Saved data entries
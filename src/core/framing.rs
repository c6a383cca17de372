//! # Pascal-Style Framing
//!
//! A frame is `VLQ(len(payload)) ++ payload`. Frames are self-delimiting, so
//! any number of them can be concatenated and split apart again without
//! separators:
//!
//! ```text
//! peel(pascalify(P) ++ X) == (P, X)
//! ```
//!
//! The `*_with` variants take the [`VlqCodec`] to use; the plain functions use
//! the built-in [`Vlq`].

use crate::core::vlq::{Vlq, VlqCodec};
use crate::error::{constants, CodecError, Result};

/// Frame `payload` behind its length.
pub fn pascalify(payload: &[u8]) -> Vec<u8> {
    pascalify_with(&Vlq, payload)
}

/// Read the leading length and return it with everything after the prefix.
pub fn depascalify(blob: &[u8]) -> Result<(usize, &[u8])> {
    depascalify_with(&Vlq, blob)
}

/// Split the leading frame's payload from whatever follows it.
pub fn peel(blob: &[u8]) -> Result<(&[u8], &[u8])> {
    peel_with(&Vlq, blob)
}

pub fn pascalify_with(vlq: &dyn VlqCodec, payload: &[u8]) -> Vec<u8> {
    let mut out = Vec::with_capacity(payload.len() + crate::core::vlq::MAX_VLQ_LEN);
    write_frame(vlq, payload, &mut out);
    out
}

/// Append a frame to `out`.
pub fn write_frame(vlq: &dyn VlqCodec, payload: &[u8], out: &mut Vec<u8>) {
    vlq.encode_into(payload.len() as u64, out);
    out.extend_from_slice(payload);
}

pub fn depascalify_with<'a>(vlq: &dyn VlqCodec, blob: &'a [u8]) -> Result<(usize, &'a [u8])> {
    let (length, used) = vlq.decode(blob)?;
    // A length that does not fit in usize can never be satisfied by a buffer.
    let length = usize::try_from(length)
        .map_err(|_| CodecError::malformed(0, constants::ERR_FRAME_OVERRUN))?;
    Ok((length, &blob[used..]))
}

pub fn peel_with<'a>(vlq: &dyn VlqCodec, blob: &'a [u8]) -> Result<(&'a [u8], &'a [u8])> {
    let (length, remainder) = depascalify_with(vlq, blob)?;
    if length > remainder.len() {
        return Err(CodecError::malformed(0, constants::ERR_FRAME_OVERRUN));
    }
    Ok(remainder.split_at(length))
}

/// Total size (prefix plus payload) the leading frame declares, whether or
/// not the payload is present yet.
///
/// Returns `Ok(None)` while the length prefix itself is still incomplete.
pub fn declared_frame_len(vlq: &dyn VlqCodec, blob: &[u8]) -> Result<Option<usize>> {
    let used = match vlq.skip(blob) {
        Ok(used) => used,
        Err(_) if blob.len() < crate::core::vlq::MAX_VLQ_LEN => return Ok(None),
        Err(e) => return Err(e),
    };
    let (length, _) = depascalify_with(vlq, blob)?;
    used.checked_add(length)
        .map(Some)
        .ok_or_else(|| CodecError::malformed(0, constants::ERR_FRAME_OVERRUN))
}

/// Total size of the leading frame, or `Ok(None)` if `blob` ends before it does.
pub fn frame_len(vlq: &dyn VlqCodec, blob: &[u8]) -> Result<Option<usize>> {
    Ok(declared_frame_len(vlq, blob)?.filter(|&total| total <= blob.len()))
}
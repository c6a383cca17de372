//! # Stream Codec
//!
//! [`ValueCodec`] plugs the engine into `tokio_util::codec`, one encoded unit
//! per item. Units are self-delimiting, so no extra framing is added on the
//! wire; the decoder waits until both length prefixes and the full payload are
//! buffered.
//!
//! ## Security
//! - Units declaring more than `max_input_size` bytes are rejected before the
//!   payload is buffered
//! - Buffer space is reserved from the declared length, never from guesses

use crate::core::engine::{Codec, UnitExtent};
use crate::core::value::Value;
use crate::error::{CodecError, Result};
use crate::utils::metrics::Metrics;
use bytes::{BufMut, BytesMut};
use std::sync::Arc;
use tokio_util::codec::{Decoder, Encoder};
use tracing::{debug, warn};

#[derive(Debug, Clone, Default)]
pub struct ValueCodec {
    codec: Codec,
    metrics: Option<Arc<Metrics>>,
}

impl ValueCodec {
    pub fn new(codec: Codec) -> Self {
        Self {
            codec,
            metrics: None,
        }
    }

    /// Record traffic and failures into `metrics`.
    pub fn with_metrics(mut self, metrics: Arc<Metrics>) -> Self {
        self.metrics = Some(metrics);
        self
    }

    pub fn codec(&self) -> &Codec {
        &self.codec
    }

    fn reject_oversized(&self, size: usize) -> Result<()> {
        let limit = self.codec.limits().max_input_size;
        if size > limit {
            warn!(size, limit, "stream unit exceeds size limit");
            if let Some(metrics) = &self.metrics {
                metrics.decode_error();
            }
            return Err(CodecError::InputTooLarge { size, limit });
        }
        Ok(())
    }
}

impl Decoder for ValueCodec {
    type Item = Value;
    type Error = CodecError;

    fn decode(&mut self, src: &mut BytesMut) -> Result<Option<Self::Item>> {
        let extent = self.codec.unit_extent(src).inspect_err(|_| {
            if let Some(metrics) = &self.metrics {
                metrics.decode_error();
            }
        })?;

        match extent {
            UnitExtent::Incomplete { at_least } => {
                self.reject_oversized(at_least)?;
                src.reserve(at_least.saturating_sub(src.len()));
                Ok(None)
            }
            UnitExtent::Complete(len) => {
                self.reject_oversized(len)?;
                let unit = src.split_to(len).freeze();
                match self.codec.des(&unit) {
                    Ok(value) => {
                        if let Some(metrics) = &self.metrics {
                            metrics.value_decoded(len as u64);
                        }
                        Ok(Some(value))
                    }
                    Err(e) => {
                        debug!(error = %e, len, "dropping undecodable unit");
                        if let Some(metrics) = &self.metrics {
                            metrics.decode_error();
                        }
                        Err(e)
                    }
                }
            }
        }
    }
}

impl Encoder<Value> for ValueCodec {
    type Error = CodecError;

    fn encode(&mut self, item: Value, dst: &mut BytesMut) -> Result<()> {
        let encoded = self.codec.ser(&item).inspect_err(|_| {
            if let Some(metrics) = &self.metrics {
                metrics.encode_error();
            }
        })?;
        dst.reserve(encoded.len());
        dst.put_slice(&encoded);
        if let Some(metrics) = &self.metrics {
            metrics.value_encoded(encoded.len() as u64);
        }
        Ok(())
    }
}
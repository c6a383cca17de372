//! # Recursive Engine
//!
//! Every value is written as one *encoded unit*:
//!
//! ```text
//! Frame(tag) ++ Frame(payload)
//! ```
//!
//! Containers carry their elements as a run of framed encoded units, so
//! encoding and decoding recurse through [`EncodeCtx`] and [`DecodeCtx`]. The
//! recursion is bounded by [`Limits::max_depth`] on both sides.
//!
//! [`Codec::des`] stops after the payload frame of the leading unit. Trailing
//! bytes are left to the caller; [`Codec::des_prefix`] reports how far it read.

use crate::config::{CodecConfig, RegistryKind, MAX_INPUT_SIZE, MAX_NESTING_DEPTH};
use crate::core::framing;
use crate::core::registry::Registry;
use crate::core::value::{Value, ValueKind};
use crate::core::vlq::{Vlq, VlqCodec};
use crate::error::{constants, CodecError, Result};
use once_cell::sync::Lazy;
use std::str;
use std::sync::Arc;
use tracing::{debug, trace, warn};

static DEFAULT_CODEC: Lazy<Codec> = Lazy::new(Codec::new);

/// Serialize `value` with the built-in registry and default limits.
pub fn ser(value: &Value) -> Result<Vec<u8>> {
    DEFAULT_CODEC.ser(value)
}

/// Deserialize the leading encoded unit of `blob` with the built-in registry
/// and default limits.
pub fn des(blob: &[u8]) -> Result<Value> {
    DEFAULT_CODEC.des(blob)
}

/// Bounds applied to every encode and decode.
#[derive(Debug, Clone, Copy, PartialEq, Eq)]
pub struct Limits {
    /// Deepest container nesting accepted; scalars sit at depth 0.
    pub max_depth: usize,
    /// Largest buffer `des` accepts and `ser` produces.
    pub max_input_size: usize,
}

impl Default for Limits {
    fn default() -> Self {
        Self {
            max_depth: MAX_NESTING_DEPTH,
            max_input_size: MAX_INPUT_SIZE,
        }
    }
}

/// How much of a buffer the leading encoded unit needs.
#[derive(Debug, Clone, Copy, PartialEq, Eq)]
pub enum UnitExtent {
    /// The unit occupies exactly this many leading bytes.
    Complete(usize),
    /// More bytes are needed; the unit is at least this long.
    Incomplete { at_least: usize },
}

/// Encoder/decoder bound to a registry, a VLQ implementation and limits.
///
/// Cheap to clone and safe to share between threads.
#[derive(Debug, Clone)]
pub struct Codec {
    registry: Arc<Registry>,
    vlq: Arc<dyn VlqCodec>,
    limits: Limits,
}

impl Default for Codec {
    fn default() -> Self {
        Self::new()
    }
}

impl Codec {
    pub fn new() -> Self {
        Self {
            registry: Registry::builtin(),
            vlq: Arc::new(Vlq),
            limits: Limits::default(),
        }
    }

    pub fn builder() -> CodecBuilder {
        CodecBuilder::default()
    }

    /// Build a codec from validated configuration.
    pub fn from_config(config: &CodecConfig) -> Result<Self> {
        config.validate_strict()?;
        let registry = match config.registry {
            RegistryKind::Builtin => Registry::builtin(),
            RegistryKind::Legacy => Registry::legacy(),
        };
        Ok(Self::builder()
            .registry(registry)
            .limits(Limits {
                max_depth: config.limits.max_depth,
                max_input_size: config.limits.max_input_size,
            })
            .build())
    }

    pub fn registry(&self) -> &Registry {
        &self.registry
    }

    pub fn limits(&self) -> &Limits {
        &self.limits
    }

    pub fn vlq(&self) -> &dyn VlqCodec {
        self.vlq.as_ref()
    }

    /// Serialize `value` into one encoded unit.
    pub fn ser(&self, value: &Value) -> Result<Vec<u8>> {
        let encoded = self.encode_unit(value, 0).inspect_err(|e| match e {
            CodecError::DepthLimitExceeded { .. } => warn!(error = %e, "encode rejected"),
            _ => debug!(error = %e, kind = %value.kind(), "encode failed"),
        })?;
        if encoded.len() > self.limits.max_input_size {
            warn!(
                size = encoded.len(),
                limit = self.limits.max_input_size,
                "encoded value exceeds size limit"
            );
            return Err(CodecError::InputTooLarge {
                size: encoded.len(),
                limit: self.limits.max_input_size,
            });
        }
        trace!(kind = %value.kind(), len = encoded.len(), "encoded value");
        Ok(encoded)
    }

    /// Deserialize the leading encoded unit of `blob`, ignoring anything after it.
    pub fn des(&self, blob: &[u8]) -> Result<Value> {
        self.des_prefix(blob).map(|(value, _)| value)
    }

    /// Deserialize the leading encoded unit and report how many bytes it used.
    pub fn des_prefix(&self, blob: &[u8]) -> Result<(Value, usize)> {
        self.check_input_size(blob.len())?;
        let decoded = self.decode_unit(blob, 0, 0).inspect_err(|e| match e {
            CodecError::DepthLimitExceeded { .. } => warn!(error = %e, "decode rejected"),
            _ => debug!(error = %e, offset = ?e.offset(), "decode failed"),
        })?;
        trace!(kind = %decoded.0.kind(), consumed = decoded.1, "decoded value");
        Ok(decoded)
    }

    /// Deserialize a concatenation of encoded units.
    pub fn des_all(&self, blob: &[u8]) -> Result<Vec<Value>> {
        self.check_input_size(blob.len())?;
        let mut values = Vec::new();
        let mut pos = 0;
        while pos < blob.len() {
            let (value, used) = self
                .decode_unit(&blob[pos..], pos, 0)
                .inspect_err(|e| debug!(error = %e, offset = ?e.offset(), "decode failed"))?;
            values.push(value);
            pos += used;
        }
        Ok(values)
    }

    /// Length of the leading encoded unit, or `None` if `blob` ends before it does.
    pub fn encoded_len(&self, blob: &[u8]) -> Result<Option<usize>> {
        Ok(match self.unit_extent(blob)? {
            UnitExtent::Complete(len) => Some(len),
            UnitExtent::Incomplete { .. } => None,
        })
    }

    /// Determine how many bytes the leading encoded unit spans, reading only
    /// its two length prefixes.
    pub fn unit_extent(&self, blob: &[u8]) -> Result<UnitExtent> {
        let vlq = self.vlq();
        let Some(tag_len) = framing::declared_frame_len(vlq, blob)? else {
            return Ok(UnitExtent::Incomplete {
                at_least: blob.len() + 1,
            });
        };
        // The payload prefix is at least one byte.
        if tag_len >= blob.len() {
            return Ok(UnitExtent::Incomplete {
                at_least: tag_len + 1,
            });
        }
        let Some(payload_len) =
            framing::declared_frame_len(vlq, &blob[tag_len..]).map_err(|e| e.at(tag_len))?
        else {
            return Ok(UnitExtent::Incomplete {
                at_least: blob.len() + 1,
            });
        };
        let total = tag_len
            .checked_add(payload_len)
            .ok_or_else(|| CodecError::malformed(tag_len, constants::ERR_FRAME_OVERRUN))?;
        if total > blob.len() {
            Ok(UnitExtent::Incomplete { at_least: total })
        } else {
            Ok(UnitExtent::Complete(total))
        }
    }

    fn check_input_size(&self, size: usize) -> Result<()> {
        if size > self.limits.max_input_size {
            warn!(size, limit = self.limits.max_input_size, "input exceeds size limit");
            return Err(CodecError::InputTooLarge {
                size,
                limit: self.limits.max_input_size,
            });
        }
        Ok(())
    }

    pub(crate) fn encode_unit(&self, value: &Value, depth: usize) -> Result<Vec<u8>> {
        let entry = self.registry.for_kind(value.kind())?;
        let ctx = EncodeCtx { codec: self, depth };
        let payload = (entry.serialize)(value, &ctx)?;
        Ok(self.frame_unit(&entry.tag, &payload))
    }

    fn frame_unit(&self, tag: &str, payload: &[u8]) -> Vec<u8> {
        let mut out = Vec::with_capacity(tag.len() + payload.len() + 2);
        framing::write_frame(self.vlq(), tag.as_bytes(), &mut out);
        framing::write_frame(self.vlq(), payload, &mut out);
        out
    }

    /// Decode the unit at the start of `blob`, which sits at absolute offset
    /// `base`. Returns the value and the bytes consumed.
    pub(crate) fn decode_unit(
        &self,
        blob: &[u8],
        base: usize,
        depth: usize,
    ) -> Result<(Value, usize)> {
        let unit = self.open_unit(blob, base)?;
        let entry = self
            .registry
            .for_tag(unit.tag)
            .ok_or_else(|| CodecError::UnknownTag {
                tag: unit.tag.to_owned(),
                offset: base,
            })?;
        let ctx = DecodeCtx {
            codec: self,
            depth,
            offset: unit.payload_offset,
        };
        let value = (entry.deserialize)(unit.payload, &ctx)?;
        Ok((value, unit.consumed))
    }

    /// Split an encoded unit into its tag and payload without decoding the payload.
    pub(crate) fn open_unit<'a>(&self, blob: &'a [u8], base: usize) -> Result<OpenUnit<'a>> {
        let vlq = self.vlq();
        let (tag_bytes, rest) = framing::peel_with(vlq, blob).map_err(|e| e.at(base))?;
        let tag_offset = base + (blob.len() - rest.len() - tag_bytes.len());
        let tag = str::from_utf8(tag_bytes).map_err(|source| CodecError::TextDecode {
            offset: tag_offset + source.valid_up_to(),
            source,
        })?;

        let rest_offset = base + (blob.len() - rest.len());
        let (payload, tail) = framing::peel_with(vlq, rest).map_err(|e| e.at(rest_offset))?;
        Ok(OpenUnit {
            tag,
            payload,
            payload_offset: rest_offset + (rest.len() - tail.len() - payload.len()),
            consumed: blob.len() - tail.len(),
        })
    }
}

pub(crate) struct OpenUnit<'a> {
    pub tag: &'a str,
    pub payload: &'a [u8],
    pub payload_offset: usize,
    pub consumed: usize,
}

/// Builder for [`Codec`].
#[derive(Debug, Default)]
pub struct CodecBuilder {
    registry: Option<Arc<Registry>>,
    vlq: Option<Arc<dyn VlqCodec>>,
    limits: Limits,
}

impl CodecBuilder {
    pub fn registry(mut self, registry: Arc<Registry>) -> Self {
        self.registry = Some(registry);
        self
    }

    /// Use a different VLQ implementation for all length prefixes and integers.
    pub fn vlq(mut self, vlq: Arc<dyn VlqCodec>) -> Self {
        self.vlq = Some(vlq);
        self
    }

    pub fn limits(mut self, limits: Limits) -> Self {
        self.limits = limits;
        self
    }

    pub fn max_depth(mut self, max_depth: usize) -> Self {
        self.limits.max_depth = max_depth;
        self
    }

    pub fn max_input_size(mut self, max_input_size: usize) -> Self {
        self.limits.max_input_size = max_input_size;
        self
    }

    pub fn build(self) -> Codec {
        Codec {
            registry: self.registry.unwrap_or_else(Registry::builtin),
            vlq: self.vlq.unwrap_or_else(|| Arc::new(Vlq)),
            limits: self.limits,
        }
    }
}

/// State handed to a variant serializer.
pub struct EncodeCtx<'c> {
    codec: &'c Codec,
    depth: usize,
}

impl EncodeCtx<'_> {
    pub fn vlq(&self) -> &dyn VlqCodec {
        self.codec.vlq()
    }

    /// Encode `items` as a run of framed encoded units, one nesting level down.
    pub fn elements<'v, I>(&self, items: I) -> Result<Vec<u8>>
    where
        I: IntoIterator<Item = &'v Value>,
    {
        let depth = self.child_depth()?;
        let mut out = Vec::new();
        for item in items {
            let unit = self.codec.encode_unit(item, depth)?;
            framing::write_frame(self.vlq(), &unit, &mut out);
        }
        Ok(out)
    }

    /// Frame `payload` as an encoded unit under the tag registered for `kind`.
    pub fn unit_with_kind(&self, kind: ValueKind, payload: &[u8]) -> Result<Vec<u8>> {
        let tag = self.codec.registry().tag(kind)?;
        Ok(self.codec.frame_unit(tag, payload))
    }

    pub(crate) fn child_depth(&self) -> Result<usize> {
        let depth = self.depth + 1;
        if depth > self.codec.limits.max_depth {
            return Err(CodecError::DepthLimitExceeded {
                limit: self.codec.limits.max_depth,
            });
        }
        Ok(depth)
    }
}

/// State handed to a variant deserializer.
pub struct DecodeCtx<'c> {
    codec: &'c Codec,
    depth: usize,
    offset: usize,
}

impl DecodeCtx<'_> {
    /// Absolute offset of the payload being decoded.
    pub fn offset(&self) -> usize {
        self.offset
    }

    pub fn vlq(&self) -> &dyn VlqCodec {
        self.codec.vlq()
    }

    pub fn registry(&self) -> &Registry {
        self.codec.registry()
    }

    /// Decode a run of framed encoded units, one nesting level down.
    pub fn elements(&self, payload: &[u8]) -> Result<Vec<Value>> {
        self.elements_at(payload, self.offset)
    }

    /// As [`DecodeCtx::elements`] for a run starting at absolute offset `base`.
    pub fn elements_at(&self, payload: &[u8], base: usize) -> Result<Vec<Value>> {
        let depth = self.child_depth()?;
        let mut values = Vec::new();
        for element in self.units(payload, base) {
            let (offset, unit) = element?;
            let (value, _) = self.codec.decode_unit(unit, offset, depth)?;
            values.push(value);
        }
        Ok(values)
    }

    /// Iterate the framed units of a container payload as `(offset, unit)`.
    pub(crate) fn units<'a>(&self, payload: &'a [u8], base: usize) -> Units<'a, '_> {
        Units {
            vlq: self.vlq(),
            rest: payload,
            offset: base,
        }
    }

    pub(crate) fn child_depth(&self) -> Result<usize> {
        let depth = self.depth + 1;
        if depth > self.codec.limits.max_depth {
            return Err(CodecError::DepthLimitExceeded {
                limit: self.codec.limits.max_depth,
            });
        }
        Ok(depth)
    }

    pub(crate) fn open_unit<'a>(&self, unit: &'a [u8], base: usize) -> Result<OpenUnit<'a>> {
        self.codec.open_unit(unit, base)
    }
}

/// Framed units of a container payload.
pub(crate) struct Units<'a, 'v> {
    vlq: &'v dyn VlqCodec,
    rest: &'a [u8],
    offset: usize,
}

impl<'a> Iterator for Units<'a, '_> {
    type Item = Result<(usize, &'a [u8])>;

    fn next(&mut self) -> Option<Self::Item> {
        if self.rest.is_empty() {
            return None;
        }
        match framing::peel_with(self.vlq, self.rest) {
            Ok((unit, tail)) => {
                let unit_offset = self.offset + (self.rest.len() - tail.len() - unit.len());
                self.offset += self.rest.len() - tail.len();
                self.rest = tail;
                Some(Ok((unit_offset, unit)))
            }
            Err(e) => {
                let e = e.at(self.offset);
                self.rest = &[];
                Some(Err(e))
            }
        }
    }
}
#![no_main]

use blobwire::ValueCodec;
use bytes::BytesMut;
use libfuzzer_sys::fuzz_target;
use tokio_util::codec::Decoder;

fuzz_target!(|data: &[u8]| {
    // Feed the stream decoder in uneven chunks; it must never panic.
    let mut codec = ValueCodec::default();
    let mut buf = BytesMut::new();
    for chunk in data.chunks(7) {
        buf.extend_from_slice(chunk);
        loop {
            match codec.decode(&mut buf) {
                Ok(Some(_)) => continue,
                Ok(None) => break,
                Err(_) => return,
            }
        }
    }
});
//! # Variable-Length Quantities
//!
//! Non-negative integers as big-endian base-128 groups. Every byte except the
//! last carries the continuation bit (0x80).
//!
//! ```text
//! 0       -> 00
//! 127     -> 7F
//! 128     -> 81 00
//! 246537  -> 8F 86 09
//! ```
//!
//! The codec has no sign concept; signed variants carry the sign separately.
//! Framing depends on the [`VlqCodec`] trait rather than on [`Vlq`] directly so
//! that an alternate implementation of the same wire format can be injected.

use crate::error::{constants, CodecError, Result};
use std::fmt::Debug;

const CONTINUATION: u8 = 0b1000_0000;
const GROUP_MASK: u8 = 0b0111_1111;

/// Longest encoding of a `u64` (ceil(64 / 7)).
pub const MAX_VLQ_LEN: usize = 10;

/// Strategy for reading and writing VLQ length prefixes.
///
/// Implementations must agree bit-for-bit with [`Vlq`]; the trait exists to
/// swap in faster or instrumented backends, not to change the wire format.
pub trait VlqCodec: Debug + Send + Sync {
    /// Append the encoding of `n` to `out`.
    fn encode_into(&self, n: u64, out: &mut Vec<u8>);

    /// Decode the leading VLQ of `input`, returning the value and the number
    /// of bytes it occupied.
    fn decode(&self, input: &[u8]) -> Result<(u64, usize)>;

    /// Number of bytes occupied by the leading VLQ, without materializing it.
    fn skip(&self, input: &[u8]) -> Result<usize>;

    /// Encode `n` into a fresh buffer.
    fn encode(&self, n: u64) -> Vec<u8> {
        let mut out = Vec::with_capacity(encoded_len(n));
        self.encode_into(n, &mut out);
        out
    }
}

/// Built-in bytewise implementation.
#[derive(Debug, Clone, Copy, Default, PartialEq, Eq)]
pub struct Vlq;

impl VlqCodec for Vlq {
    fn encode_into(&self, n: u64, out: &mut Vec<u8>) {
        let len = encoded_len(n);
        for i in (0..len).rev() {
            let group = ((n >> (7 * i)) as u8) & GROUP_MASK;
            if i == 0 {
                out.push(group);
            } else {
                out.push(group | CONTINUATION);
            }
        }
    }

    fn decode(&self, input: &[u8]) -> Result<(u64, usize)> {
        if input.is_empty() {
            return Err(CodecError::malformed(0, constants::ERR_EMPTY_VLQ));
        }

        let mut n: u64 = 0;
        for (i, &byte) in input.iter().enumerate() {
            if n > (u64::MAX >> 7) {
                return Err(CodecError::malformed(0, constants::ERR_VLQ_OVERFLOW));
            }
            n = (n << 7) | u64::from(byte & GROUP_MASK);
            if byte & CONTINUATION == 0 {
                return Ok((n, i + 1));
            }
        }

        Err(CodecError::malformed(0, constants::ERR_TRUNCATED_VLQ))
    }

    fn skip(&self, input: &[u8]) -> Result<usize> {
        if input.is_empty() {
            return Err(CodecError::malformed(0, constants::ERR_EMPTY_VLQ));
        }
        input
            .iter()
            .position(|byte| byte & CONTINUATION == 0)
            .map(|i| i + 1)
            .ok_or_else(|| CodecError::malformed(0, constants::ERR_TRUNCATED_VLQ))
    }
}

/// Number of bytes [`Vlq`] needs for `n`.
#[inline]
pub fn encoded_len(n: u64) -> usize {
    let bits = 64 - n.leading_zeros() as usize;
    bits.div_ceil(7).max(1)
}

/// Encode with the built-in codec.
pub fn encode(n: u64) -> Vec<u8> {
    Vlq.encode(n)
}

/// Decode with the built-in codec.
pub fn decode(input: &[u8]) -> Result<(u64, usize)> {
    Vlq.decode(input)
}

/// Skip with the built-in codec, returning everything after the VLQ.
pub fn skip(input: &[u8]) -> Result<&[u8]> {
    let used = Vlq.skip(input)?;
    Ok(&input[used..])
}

HOW TO COMPLETE THIS TASK:
The answer must consist of each line from the data that includes the string "before".

ANSWER AREA:
/// Total size of the leading frame, or `Ok(None)` if `blob` ends before it does.
//! - Units declaring more than `max_input_size` bytes are rejected before the
    /// Length of the leading encoded unit, or `None` if `blob` ends before it does.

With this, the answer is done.